* **PROBLEM TO SOLVE**:
Every line of the records below that holds the word "build" belongs in the answer.

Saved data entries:

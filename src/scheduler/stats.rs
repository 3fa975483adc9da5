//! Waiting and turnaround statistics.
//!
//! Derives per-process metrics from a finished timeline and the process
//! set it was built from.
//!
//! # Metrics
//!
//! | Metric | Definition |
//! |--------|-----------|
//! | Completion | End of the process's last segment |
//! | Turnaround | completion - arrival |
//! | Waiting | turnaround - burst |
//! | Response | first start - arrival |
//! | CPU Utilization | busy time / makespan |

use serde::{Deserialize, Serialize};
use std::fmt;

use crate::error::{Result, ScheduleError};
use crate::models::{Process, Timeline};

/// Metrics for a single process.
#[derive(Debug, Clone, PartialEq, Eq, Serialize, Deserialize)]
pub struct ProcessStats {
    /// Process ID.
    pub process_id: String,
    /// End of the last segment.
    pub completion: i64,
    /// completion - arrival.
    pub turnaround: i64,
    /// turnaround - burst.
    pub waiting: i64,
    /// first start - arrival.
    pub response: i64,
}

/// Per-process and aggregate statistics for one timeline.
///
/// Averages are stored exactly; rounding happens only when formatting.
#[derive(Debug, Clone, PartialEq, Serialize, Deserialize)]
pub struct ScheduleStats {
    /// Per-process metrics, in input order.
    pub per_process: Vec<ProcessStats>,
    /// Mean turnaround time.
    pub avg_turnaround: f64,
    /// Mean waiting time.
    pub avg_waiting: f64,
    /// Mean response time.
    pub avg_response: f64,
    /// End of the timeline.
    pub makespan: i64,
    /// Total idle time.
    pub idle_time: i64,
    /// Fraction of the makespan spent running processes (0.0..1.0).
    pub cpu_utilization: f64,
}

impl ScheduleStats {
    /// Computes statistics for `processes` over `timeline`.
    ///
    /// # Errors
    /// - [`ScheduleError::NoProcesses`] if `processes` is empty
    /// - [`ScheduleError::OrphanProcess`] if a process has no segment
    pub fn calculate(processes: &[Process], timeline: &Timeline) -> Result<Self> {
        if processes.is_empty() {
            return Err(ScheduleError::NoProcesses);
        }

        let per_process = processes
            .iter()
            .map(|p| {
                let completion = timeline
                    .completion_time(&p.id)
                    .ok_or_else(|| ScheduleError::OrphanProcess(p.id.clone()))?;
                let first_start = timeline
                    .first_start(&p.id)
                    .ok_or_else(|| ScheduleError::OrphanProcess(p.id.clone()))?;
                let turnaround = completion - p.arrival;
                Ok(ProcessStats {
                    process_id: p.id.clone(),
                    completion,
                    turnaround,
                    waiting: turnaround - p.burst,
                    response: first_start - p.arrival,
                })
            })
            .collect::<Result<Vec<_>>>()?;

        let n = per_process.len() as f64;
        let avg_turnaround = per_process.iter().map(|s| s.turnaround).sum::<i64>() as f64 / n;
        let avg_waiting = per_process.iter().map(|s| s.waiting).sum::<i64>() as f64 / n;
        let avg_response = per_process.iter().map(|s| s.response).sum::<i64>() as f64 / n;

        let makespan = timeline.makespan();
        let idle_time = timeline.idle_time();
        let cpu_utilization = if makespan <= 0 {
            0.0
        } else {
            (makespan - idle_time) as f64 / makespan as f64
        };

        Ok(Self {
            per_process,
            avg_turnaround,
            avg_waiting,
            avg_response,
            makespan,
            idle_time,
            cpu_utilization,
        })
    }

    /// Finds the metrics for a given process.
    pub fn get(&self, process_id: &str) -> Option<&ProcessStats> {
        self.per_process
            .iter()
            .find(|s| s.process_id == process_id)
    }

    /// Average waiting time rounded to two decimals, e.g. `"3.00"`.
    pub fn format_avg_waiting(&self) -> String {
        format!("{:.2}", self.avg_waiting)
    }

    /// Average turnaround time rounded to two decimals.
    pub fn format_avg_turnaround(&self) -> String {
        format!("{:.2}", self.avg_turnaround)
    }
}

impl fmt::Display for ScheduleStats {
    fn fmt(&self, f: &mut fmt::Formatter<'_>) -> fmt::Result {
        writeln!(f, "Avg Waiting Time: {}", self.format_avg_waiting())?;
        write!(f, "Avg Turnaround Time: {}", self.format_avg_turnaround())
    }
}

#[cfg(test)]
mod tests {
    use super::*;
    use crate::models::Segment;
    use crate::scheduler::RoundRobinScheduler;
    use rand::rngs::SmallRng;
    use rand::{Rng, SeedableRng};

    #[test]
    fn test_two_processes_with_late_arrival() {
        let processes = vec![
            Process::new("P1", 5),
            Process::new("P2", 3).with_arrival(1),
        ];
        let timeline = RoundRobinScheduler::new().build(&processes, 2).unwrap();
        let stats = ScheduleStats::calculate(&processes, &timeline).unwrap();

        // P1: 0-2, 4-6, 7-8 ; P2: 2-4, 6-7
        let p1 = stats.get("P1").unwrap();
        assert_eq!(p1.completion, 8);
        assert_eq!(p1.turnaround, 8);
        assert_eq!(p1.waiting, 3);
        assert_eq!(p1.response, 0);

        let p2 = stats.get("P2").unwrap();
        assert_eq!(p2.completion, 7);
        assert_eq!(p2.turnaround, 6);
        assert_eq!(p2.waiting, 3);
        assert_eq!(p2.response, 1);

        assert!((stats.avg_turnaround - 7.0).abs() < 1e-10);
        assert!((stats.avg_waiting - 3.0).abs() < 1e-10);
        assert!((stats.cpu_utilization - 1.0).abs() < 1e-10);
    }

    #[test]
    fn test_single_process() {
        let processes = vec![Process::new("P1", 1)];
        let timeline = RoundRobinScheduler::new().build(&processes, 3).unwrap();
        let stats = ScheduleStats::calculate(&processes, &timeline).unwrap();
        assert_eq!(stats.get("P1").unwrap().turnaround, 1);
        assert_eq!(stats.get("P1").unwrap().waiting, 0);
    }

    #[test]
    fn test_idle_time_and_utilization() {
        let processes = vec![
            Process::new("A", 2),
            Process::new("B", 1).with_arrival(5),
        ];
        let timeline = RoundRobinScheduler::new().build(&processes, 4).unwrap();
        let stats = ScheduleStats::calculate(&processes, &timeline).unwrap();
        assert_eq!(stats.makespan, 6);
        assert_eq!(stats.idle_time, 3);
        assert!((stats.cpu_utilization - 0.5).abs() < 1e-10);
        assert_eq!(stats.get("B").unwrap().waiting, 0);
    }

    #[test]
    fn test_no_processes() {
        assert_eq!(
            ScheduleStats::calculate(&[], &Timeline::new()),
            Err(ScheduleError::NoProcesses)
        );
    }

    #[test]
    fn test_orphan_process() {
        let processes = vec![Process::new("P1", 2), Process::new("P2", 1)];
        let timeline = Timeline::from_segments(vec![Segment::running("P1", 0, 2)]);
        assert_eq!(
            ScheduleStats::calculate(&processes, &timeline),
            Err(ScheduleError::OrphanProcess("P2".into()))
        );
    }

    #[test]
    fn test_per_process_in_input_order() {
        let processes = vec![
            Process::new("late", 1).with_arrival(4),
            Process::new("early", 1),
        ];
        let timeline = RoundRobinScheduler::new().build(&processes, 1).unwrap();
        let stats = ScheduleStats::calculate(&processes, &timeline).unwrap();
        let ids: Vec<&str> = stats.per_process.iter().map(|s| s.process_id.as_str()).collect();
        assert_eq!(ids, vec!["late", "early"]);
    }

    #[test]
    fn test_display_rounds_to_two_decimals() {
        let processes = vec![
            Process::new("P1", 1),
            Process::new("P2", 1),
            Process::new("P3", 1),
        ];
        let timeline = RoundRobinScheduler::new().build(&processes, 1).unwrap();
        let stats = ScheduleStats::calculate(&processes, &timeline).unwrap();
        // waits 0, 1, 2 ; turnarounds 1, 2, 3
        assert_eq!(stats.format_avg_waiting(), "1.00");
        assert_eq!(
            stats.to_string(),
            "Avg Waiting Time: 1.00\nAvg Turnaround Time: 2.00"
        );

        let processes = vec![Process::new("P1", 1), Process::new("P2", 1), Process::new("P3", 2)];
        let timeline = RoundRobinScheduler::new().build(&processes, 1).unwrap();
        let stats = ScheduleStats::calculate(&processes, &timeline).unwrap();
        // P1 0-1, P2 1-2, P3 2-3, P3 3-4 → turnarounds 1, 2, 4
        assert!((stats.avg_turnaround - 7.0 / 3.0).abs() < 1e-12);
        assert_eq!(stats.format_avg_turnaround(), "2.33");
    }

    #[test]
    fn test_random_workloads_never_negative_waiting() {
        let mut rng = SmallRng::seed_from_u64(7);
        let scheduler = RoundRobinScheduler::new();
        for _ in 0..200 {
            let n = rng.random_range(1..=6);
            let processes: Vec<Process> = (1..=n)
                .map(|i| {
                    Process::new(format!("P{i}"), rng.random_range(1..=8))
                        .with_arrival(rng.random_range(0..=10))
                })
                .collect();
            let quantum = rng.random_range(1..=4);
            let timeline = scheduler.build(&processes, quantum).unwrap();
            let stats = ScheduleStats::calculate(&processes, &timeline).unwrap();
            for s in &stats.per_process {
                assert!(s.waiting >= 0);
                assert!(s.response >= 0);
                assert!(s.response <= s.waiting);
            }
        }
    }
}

* **YOUR SOLUTION**:
        let timeline = RoundRobinScheduler::new().build(&processes, 2).unwrap();
        let timeline = RoundRobinScheduler::new().build(&processes, 3).unwrap();
        let timeline = RoundRobinScheduler::new().build(&processes, 4).unwrap();
        let timeline = RoundRobinScheduler::new().build(&processes, 1).unwrap();
        let timeline = RoundRobinScheduler::new().build(&processes, 1).unwrap();
        let timeline = RoundRobinScheduler::new().build(&processes, 1).unwrap();
            let timeline = scheduler.build(&processes, quantum).unwrap();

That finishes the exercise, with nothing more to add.